Ordering Transformations in High-Entropy Alloys

The high-temperature disordered phase of multi-component alloys, including high-entropy alloys (HEA), generally must experience segregation or else passes through partially-ordered phases to reach the low-temperature, fully-ordered phase. Our first-principles KKR-CPA-based atomic short-range ordering (SRO) calculations (analyzed as concentration-waves) reveal the competing partially and fully ordered phases in HEA, and these phases can be then directly assessed from KKR-CPA results in larger unit cells [Phys. Rev. B 91, 224204 (2015)]. For Al$_x$CrFeNiTi$_{0.25}$, Liu et al. [J Alloys Compd 619, 610 (2015)] experimentally find FCC+BCC coexistence that changes to BCC with increasing Al (x from 0-to-1), which then exhibits a partially-ordered B2 at low temperatures. CALPHAD (Calculation of Phase Diagrams) predicts a region with L2$_1$+B2 coexistence.
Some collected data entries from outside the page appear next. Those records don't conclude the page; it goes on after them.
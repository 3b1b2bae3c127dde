use std::fmt::{Debug, Formatter};

use bytemuck::{Pod, Zeroable};

/// One RGBA pixel, 8 bits per channel, laid out exactly like a pixel in an
/// `image::RgbaImage` buffer.
#[repr(C)]
#[derive(Default, Copy, Clone, PartialEq, Eq, Hash, Pod, Zeroable)]
pub(crate) struct Rgba8([u8; 4]);

impl Rgba8 {
    pub(crate) const fn to_parts(self) -> (u8, u8, u8, u8) {
        (self.0[0], self.0[1], self.0[2], self.0[3])
    }
}

impl Debug for Rgba8 {
    fn fmt(&self, f: &mut Formatter<'_>) -> std::fmt::Result {
        let (r, g, b, a) = self.to_parts();
        f.debug_struct("Rgba8")
            .field("r", &r)
            .field("g", &g)
            .field("b", &b)
            .field("a", &a)
            .finish()
    }
}

/// Reinterpret a flat RGBA8 byte buffer as pixels.
///
/// Returns `None` if the length is not a multiple of four.
pub(crate) fn as_pixels(bytes: &[u8]) -> Option<&[Rgba8]> {
    bytemuck::try_cast_slice(bytes).ok()
}

pub(crate) fn as_pixels_mut(bytes: &mut [u8]) -> Option<&mut [Rgba8]> {
    bytemuck::try_cast_slice_mut(bytes).ok()
}

#[cfg(test)]
mod tests {
    use super::*;

    #[test]
    fn reinterpret_as_rgba() {
        let arr = vec![0u8, 1, 2, 3, 4, 5, 6, 7];
        let pixels = as_pixels(&arr).unwrap();
        assert_eq!(pixels.len(), 2);
        assert_eq!((0, 1, 2, 3), pixels[0].to_parts());
        assert_eq!((4, 5, 6, 7), pixels[1].to_parts());
    }

    #[test]
    fn reject_partial_pixel() {
        let arr = vec![0u8, 1, 2, 3, 4];
        assert!(as_pixels(&arr).is_none());
    }

    #[test]
    fn write_through_mut_view() {
        let mut arr = vec![0u8; 8];
        as_pixels_mut(&mut arr).unwrap()[1] = Rgba8([9, 8, 7, 6]);
        assert_eq!(arr, vec![0, 0, 0, 0, 9, 8, 7, 6]);
    }
}
use std::path::Path;

use image::{DynamicImage, ImageFormat, ImageReader};

use crate::error::{Error, Result};

/// Extensions accepted as inputs, and the ones the writer can produce.
pub const SUPPORTED_EXTENSIONS: &[&str] = &["png", "jpg", "jpeg", "bmp", "tiff", "tif", "webp"];

/// Extension of the lossless format every main output is written in.
pub const LOSSLESS_EXTENSION: &str = "png";

/// Lowercased extension of `path`, if it is valid UTF-8.
pub(crate) fn extension(path: &Path) -> Option<String> {
    path.extension()
        .and_then(|ext| ext.to_str())
        .map(|ext| ext.to_ascii_lowercase())
}

pub fn is_supported_extension(ext: &str) -> bool {
    SUPPORTED_EXTENSIONS.contains(&ext.to_ascii_lowercase().as_str())
}

pub fn is_supported(path: &Path) -> bool {
    extension(path).is_some_and(|ext| is_supported_extension(&ext))
}

/// Decode the image at `path`. The format is sniffed from the file contents,
/// the extension is only a fallback.
pub fn load(path: &Path) -> Result<DynamicImage> {
    let decode = || -> image::ImageResult<DynamicImage> {
        ImageReader::open(path)?.with_guessed_format()?.decode()
    };
    decode().map_err(|source| Error::Decode {
        path: path.to_path_buf(),
        source,
    })
}

/// Encode `image` to `path`, choosing the format from the extension.
///
/// JPEG has no alpha channel, so images headed there are flattened to RGB8.
pub fn save(image: &DynamicImage, path: &Path) -> Result<()> {
    let encode_error = |source| Error::Encode {
        path: path.to_path_buf(),
        source,
    };
    let format = ImageFormat::from_path(path).map_err(encode_error)?;

    match format {
        ImageFormat::Jpeg => DynamicImage::ImageRgb8(image.to_rgb8())
            .save_with_format(path, format)
            .map_err(encode_error),
        _ => image.save_with_format(path, format).map_err(encode_error),
    }
}
use std::fmt::{Display, Formatter};
use std::str::FromStr;

use crate::error::{Error, Result};
use crate::palette::Palette;

macro_rules! named_enum {
    ($(#[$meta:meta])* $name:ident { $($variant:ident => $text:literal),+ $(,)? }) => {
        $(#[$meta])*
        #[derive(Debug, Default, Copy, Clone, PartialEq, Eq, Hash)]
        pub enum $name {
            #[default]
            $($variant),+
        }

        impl $name {
            pub const ALL: &'static [$name] = &[$($name::$variant),+];

            pub const fn as_str(self) -> &'static str {
                match self {
                    $($name::$variant => $text),+
                }
            }
        }

        impl FromStr for $name {
            type Err = String;

            fn from_str(s: &str) -> std::result::Result<Self, Self::Err> {
                let wanted = s.trim().to_ascii_lowercase();
                Self::ALL
                    .iter()
                    .copied()
                    .find(|v| v.as_str() == wanted)
                    .ok_or_else(|| {
                        let valid: Vec<_> = Self::ALL.iter().map(|v| v.as_str()).collect();
                        format!("unknown value '{s}' (valid: {})", valid.join(", "))
                    })
            }
        }

        impl Display for $name {
            fn fmt(&self, f: &mut Formatter<'_>) -> std::fmt::Result {
                f.write_str(self.as_str())
            }
        }
    };
}

named_enum! {
    /// How the reducer detects the size of the pixel grid.
    DetectMethod {
        Auto => "auto",
        Runs => "runs",
        Edge => "edge",
    }
}

named_enum! {
    /// How the reducer picks one colour for each grid cell.
    DownscaleMethod {
        Dominant => "dominant",
        Median => "median",
        Mode => "mode",
        Mean => "mean",
        Nearest => "nearest",
        ContentAdaptive => "content-adaptive",
        Hybrid => "hybrid",
    }
}

/// Cleanup passes run by the reducer after downscaling.
#[derive(Debug, Default, Copy, Clone, PartialEq, Eq)]
pub struct Cleanup {
    pub morph: bool,
    pub jaggy: bool,
}

impl Cleanup {
    /// Parse a comma-separated list such as `"morph,jaggy"`.
    ///
    /// Unknown entries are returned alongside instead of failing, so callers
    /// can warn about them and carry on.
    pub fn parse_list(list: &str) -> (Self, Vec<String>) {
        let mut cleanup = Self::default();
        let mut unknown = Vec::new();
        for entry in list.split(',').map(|e| e.trim().to_ascii_lowercase()) {
            match entry.as_str() {
                "" => {}
                "morph" => cleanup.morph = true,
                "jaggy" => cleanup.jaggy = true,
                _ => unknown.push(entry),
            }
        }
        (cleanup, unknown)
    }

    pub fn is_empty(&self) -> bool {
        !self.morph && !self.jaggy
    }
}

impl Display for Cleanup {
    fn fmt(&self, f: &mut Formatter<'_>) -> std::fmt::Result {
        let names: Vec<&str> = [(self.morph, "morph"), (self.jaggy, "jaggy")]
            .into_iter()
            .filter_map(|(on, name)| on.then_some(name))
            .collect();
        f.write_str(&names.join(","))
    }
}

/// Parameters forwarded to the reducer for every file of a batch.
///
/// Built once, checked once with [`ProcessingOptions::validate`], then only
/// ever borrowed.
#[derive(Debug, Clone, PartialEq)]
pub struct ProcessingOptions {
    /// Upper bound on the number of colours; `None` lets the reducer decide.
    pub max_colors: Option<u32>,
    pub auto_colors: bool,
    /// Known pixel scale of the input; `None` means detect it.
    pub scale: Option<u32>,
    pub detect: DetectMethod,
    pub downscale: DownscaleMethod,
    /// Minimum share of a cell a colour needs to count as dominant.
    pub dominant_threshold: f32,
    pub iterations: u32,
    pub cleanup: Cleanup,
    pub palette: Option<Palette>,
    /// Alpha values below this become fully transparent, the rest opaque.
    pub alpha_threshold: u8,
    pub snap_grid: bool,
    pub pre_filter: bool,
    pub edge_preserve: bool,
    pub post_sharpen: bool,
}

impl Default for ProcessingOptions {
    fn default() -> Self {
        Self {
            max_colors: None,
            auto_colors: false,
            scale: None,
            detect: DetectMethod::Auto,
            downscale: DownscaleMethod::Dominant,
            dominant_threshold: 0.05,
            iterations: 1,
            cleanup: Cleanup::default(),
            palette: None,
            alpha_threshold: 128,
            snap_grid: true,
            pre_filter: false,
            edge_preserve: false,
            post_sharpen: false,
        }
    }
}

impl ProcessingOptions {
    pub const MAX_COLORS: u32 = 256;

    pub fn validate(&self) -> Result<()> {
        if !self.dominant_threshold.is_finite() || !(0.0..=1.0).contains(&self.dominant_threshold) {
            return Err(Error::config(format!(
                "dominant colour threshold must be between 0 and 1, got {}",
                self.dominant_threshold
            )));
        }
        if self.iterations < 1 {
            return Err(Error::config("iteration count must be at least 1"));
        }
        if let Some(colors) = self.max_colors {
            if !(2..=Self::MAX_COLORS).contains(&colors) {
                return Err(Error::config(format!(
                    "colour count must be between 2 and {}, got {colors}",
                    Self::MAX_COLORS
                )));
            }
        }
        if self.scale == Some(0) {
            return Err(Error::config("scale override must be at least 1"));
        }
        Ok(())
    }
}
From KKR-CPA calculations, we find crossover versus Al from FCC+BCC coexistence to BCC, as observed, and regions for partially-order B2+L2$_1$ coexistence, as suggest by CALPHAD. Our combined first-principles KKR-CPA method provides a powerful approach in predicting SRO and completing long-range order in HEA and other complex alloys.